We analyze six major social platforms in the tracker: Facebook, Instagram, Google, YouTube, Twitter, and TikTok. We analyze over 20 questions across four main areas:
- Limiting disinformation and misinformation – We assess how these six platforms take action against disinfo and misinfo, slow its amplification, and promote reliable sources.
- Advertising transparency – We look into which ads platforms accept, who is allowed to place ads, and how they are fact checked.
- Consumer control – Is it clear to users how they can report misinformation, and what happens when they do?
- Supporting research – Researchers play a critical role in tracking and reporting disinformation, and sharing this analysis with the public and public officials. Are they supported?

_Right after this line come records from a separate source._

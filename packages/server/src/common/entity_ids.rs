//! Typed identifiers for domain entities.
//!
//! Identifiers travel as plain strings on the wire and in stored documents;
//! the newtype keeps them from being confused with other text fields.

use serde::{Deserialize, Serialize};
use std::fmt::{self, Display};
use std::str::FromStr;
use uuid::Uuid;

/// Identifier of a registered tukang (random UUID v4).
#[derive(Debug, Clone, Copy, PartialEq, Eq, Hash, Serialize, Deserialize)]
#[serde(transparent)]
pub struct TukangId(Uuid);

impl TukangId {
    /// Generates a fresh random identifier.
    #[inline]
    pub fn new() -> Self {
        Self(Uuid::new_v4())
    }

    /// Parses an identifier from its hyphenated string form.
    #[inline]
    pub fn parse(s: &str) -> Result<Self, uuid::Error> {
        Ok(Self(Uuid::parse_str(s)?))
    }

    #[inline]
    pub fn as_uuid(&self) -> &Uuid {
        &self.0
    }
}

impl Default for TukangId {
    fn default() -> Self {
        Self::new()
    }
}

impl Display for TukangId {
    fn fmt(&self, f: &mut fmt::Formatter<'_>) -> fmt::Result {
        Display::fmt(&self.0, f)
    }
}

impl FromStr for TukangId {
    type Err = uuid::Error;

    fn from_str(s: &str) -> Result<Self, Self::Err> {
        Self::parse(s)
    }
}
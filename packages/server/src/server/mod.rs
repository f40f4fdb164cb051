// HTTP server setup (Axum REST)
pub mod app;
pub mod error;
pub mod routes;

pub use app::*;
pub use error::ApiError;
use chrono::{DateTime, NaiveDateTime, SecondsFormat, Utc};
use serde::{Deserialize, Serialize};
use serde_json::Value;

use crate::common::TukangId;
use crate::kernel::{Document, StorageError};

/// Collection holding tukang documents.
pub const TUKANG_COLLECTION: &str = "tukang";

/// Skill category, serialized with the labels the public API uses.
#[derive(Debug, Clone, Copy, Serialize, Deserialize, PartialEq, Eq, Hash)]
pub enum Skill {
    #[serde(rename = "Listrik")]
    Electrical,
    #[serde(rename = "Cat")]
    Painting,
    #[serde(rename = "Bangunan")]
    Construction,
    #[serde(rename = "Servis AC")]
    AcService,
    #[serde(rename = "Lainnya")]
    Other,
}

impl Skill {
    pub const ALL: [Skill; 5] = [
        Skill::Electrical,
        Skill::Painting,
        Skill::Construction,
        Skill::AcService,
        Skill::Other,
    ];

    pub fn label(&self) -> &'static str {
        match self {
            Skill::Electrical => "Listrik",
            Skill::Painting => "Cat",
            Skill::Construction => "Bangunan",
            Skill::AcService => "Servis AC",
            Skill::Other => "Lainnya",
        }
    }
}

impl std::fmt::Display for Skill {
    fn fmt(&self, f: &mut std::fmt::Formatter<'_>) -> std::fmt::Result {
        f.write_str(self.label())
    }
}

impl std::str::FromStr for Skill {
    type Err = String;

    /// Exact, case-sensitive match against the labels.
    fn from_str(s: &str) -> Result<Self, Self::Err> {
        Skill::ALL
            .into_iter()
            .find(|skill| skill.label() == s)
            .ok_or_else(|| format!("Invalid skill: {}", s))
    }
}

/// Tukang model - a registered tradesperson in the directory
#[derive(Debug, Clone, PartialEq, Eq)]
pub struct Tukang {
    pub id: TukangId,
    pub name: String,
    pub skills: Skill,
    pub city: String,
    /// Always in canonical `+62` form.
    pub whatsapp_number: String,
    pub created_at: DateTime<Utc>,
}

/// Stored shape of a tukang. Every field is text in the document.
#[derive(Debug, Clone, Serialize, Deserialize)]
struct TukangDocument {
    id: String,
    name: String,
    skills: String,
    city: String,
    whatsapp_number: String,
    created_at: String,
}

/// Timestamp format shared by documents and API responses.
///
/// Fixed precision keeps lexical order equal to chronological order.
pub fn format_timestamp(ts: &DateTime<Utc>) -> String {
    ts.to_rfc3339_opts(SecondsFormat::Micros, true)
}

/// Parses RFC 3339 timestamps, plus offset-less ISO-8601 ones read as UTC.
pub fn parse_timestamp(raw: &str) -> Option<DateTime<Utc>> {
    if let Ok(ts) = DateTime::parse_from_rfc3339(raw) {
        return Some(ts.with_timezone(&Utc));
    }
    NaiveDateTime::parse_from_str(raw, "%Y-%m-%dT%H:%M:%S%.f")
        .ok()
        .map(|naive| naive.and_utc())
}

impl Tukang {
    /// Encode into the store's document representation.
    pub fn to_document(&self) -> Result<Document, StorageError> {
        let doc = TukangDocument {
            id: self.id.to_string(),
            name: self.name.clone(),
            skills: self.skills.label().to_string(),
            city: self.city.clone(),
            whatsapp_number: self.whatsapp_number.clone(),
            created_at: format_timestamp(&self.created_at),
        };

        match serde_json::to_value(doc)? {
            Value::Object(map) => Ok(map),
            other => Err(StorageError::MalformedDocument {
                id: self.id.to_string(),
                reason: format!("encoded to non-object {}", other),
            }),
        }
    }

    /// Decode a stored document, rejecting anything that does not fit the schema.
    pub fn from_document(document: Document) -> Result<Self, StorageError> {
        let id_hint = document
            .get("id")
            .and_then(Value::as_str)
            .unwrap_or("<unknown>")
            .to_string();
        let malformed = |reason: String| StorageError::MalformedDocument {
            id: id_hint.clone(),
            reason,
        };

        let doc: TukangDocument =
            serde_json::from_value(Value::Object(document)).map_err(|e| malformed(e.to_string()))?;

        let id = TukangId::parse(&doc.id).map_err(|e| malformed(format!("invalid id: {}", e)))?;
        let skills = doc.skills.parse::<Skill>().map_err(malformed)?;
        let created_at = parse_timestamp(&doc.created_at)
            .ok_or_else(|| malformed(format!("invalid created_at `{}`", doc.created_at)))?;

        Ok(Self {
            id,
            name: doc.name,
            skills,
            city: doc.city,
            whatsapp_number: doc.whatsapp_number,
            created_at,
        })
    }
}
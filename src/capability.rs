//! Table-driven binding of compositor globals.
//!
//! The compositor advertises every global it offers through the registry.
//! gridpoint describes the globals it cares about in a static table of
//! [`Descriptor`]s and lets a [`CapabilityBinder`] match advertisements
//! against it:
//!
//! * unknown interfaces are ignored, so newer compositors do not break us;
//! * [`Binding::Singleton`] entries are bound once, duplicates are ignored;
//! * [`Binding::Multi`] entries are bound for every advertisement and handed
//!   to a registration callback (one per output, one per seat, …).
//!
//! The table is searched with a binary search, so it **must** be sorted by
//! interface name.  [`CapabilityBinder::new`] refuses a table that is not.
//!
//! # Lifecycle
//!
//! ```text
//! Init ──complete_discovery──▶ Discovered ──complete_metadata──▶ Ready
//! ```
//!
//! `complete_discovery` runs after the first roundtrip.  It checks that
//! every required singleton is bound and then asks the context to attach
//! per-instance metadata that had to wait for those singletons (xdg-output
//! objects for outputs seen during `Init`).  `complete_metadata` runs after
//! the second roundtrip, once that metadata has arrived.

use log::{debug, trace};
use std::fmt;

/// Where the binding handshake currently is.
#[derive(Debug, Clone, Copy, PartialEq, Eq, PartialOrd, Ord)]
pub enum Lifecycle {
    /// Globals are still being discovered; singletons may be missing.
    Init,
    /// All required singletons are bound; metadata is being resolved.
    Discovered,
    /// Metadata for every known instance has arrived.
    Ready,
}

impl Lifecycle {
    /// Whether a newly discovered instance can attach its metadata right
    /// away instead of waiting for the `Discovered` transition.
    pub fn attaches_immediately(self) -> bool {
        self != Lifecycle::Init
    }
}

impl fmt::Display for Lifecycle {
    fn fmt(&self, f: &mut fmt::Formatter<'_>) -> fmt::Result {
        match self {
            Lifecycle::Init => write!(f, "init"),
            Lifecycle::Discovered => write!(f, "discovered"),
            Lifecycle::Ready => write!(f, "ready"),
        }
    }
}

/// A global as advertised by the registry.
#[derive(Debug, Clone, PartialEq, Eq)]
pub struct Advertised {
    /// Numeric registry name.
    pub id: u32,
    /// Interface name, e.g. `"wl_output"`.
    pub interface: String,
    /// Highest version the compositor supports.
    pub version: u32,
}

/// What a binding callback needs to bind a global.
#[derive(Debug, Clone, Copy, PartialEq, Eq)]
pub struct Grant {
    /// Numeric registry name.
    pub id: u32,
    /// Negotiated version: the lower of the advertised and supported one.
    pub version: u32,
}

/// How a table entry is bound.
pub enum Binding<C> {
    /// At most one instance, stored in the context.
    Singleton {
        /// Startup fails if this is still unbound after discovery.
        required: bool,
        /// Whether the context already holds an instance.
        is_bound: fn(&C) -> bool,
        /// Bind and store the instance.
        bind: fn(&mut C, Grant),
    },
    /// Any number of instances; the callback binds and registers each one.
    Multi(fn(&mut C, Grant)),
}

/// One entry of the capability table.
pub struct Descriptor<C> {
    /// Interface name, the sort key of the table.
    pub name: &'static str,
    /// Highest version we know how to speak.
    pub version: u32,
    pub binding: Binding<C>,
}

/// The context a [`CapabilityBinder`] binds into.
pub trait BindingContext {
    fn lifecycle(&self) -> Lifecycle;

    fn set_lifecycle(&mut self, lifecycle: Lifecycle);

    /// Attach metadata to every known instance that does not have it yet.
    ///
    /// Called once, on entry to [`Lifecycle::Discovered`].
    fn attach_pending_metadata(&mut self);
}

/// Errors from the binding handshake.
#[derive(Debug, Clone, PartialEq, Eq, thiserror::Error)]
pub enum CapabilityError {
    /// A required singleton was not advertised by the compositor.
    #[error("required interface unsupported by compositor: {0}")]
    Missing(&'static str),

    /// The table is not strictly sorted by name.
    #[error("capability table out of order: {before:?} must sort before {after:?}")]
    Unsorted {
        before: &'static str,
        after: &'static str,
    },

    /// A lifecycle transition was attempted from the wrong state.
    #[error("cannot move to {to} from {from}")]
    Lifecycle { from: Lifecycle, to: Lifecycle },
}

/// Matches registry advertisements against a sorted descriptor table.
pub struct CapabilityBinder<C: 'static> {
    table: &'static [Descriptor<C>],
}

impl<C: 'static> Clone for CapabilityBinder<C> {
    fn clone(&self) -> Self {
        *self
    }
}

impl<C: 'static> Copy for CapabilityBinder<C> {}

impl<C: BindingContext + 'static> CapabilityBinder<C> {
    /// Wrap `table`, checking that it is strictly sorted by name.
    pub fn new(table: &'static [Descriptor<C>]) -> Result<Self, CapabilityError> {
        for pair in table.windows(2) {
            if pair[0].name >= pair[1].name {
                return Err(CapabilityError::Unsorted {
                    before: pair[1].name,
                    after: pair[0].name,
                });
            }
        }
        Ok(Self { table })
    }

    pub fn table(&self) -> &'static [Descriptor<C>] {
        self.table
    }

    /// Look up the descriptor for `interface`.
    pub fn find(&self, interface: &str) -> Option<&'static Descriptor<C>> {
        let table = self.table;
        table
            .binary_search_by(|d| d.name.cmp(interface))
            .ok()
            .map(|i| &table[i])
    }

    /// Handle one registry advertisement.
    pub fn bind(&self, ctx: &mut C, global: &Advertised) {
        let Some(descriptor) = self.find(&global.interface) else {
            trace!("ignoring {} v{}", global.interface, global.version);
            return;
        };
        let grant = Grant {
            id: global.id,
            version: global.version.min(descriptor.version),
        };
        match descriptor.binding {
            Binding::Singleton { is_bound, bind, .. } => {
                if is_bound(ctx) {
                    debug!("{} advertised twice, keeping the first", descriptor.name);
                    return;
                }
                debug!("binding {} v{}", descriptor.name, grant.version);
                bind(ctx, grant);
            }
            Binding::Multi(register) => {
                debug!("binding {} #{} v{}", descriptor.name, grant.id, grant.version);
                register(ctx, grant);
            }
        }
    }

    /// First barrier passed: `Init -> Discovered`.
    ///
    /// Fails with the first required singleton (in table order) that is
    /// still unbound.  On success the context attaches deferred metadata.
    pub fn complete_discovery(&self, ctx: &mut C) -> Result<(), CapabilityError> {
        expect_lifecycle(ctx, Lifecycle::Init, Lifecycle::Discovered)?;
        if let Some(missing) = self.missing(ctx).next() {
            return Err(CapabilityError::Missing(missing));
        }
        ctx.set_lifecycle(Lifecycle::Discovered);
        ctx.attach_pending_metadata();
        Ok(())
    }

    /// Second barrier passed: `Discovered -> Ready`.
    pub fn complete_metadata(&self, ctx: &mut C) -> Result<(), CapabilityError> {
        expect_lifecycle(ctx, Lifecycle::Discovered, Lifecycle::Ready)?;
        ctx.set_lifecycle(Lifecycle::Ready);
        Ok(())
    }

    /// Names of required singletons `ctx` has not bound, in table order.
    pub fn missing<'a>(&'a self, ctx: &'a C) -> impl Iterator<Item = &'static str> + 'a {
        self.table.iter().filter_map(move |d| match d.binding {
            Binding::Singleton {
                required: true,
                is_bound,
                ..
            } if !is_bound(ctx) => Some(d.name),
            _ => None,
        })
    }
}

fn expect_lifecycle<C: BindingContext>(
    ctx: &C,
    from: Lifecycle,
    to: Lifecycle,
) -> Result<(), CapabilityError> {
    if ctx.lifecycle() == from {
        Ok(())
    } else {
        Err(CapabilityError::Lifecycle {
            from: ctx.lifecycle(),
            to,
        })
    }
}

Open the research using the link below.
Platform policies are a moving target, and Mozilla expects to update this tracker through the election and its aftermath. Our key observations at this point in the election cycle:
- Policies are evolving rapidly. Every platform we reviewed had changed a policy in the month before we published this tracker.
- Platform policies follow common themes, but also differ in important ways. For example, all of the platforms we reviewed now apply their existing misinformation policies in some way to misinformation about balloting, voting practices, or election outcomes. They vary widely in whether or how they remove false content, delete accounts, or treat elected officials.
- Policies that seemed speculative or cutting edge over the summer – like policing false claims of election victories, or posting accuracy prompts before sharing – are gaining currency.
- The definition of “political advertising” varies across platforms. While platforms have made moves toward ad transparency, none of the platforms disclose all ads in a fully downloadable ad library. Newcomer TikTok doesn’t have a public ad library.
- Our scorecard offers an overview of current election policies. The experience of voters will depend quite a bit on how platforms enforce those policies, a fruitful area for further research.
The aggressive enforcement of these policies brings with it important conversations about the impact on political speech. Those impacts warrant attention, and may point to the value of more structural approaches (such as limiting higher-risk product features at sensitive times) that may raise fewer viewpoint-based concerns.